§ **GOAL OF THE EXERCISE**: One number is the whole answer: how many lines of the records include "AttrError".

[Stored data entries]
□ □ □ □ □ □ □
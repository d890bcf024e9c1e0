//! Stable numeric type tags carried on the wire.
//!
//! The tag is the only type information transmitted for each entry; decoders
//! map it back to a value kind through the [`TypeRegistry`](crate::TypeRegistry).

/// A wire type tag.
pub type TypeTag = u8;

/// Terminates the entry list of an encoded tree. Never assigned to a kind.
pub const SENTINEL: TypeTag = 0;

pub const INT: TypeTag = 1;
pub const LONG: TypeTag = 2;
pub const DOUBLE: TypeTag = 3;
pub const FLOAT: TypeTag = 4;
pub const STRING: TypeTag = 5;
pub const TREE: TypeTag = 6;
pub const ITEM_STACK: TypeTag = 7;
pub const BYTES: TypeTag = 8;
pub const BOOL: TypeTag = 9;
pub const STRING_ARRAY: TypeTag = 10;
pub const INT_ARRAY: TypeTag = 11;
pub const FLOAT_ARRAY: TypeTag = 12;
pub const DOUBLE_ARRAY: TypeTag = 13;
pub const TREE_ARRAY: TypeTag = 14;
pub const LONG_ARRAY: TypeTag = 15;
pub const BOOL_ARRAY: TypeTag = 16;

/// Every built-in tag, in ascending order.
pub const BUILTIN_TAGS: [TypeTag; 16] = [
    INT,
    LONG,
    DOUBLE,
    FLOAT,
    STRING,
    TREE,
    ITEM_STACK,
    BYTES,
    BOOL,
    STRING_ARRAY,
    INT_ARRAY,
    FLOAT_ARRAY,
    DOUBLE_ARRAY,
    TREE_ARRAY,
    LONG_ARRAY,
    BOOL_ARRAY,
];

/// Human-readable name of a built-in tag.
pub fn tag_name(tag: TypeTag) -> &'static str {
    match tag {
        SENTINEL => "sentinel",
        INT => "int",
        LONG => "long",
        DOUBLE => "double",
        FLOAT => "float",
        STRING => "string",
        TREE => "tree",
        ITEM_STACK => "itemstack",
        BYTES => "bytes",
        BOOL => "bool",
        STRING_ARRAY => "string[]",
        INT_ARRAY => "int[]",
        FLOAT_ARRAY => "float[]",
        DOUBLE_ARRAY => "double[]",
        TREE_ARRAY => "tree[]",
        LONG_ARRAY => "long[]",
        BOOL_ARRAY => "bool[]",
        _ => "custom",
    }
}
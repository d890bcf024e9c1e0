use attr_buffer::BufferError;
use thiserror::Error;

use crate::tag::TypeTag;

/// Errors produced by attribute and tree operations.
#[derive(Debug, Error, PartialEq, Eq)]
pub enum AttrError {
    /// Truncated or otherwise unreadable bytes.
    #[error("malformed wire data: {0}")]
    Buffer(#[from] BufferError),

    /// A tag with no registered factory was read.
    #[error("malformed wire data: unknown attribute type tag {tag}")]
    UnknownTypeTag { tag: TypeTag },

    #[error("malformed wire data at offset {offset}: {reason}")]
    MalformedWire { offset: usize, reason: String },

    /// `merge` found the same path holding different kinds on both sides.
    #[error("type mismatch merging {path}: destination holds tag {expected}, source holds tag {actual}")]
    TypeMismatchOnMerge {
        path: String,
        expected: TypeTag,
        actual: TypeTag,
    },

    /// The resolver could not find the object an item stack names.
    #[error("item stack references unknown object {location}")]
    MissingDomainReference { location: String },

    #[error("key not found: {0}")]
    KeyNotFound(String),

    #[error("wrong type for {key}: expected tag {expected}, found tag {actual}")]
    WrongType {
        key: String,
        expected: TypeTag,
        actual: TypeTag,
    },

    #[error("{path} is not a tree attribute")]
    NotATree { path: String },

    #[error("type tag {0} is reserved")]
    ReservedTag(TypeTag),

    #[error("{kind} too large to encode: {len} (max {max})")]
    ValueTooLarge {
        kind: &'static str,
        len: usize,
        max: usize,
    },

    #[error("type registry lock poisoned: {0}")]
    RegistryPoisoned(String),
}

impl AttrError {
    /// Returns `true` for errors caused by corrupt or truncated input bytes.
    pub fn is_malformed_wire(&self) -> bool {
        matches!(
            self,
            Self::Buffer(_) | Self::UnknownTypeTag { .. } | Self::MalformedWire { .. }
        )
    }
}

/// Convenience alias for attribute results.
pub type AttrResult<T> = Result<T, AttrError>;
□ □ □ □ □ □ □
§ **TASK OUTPUT**: 3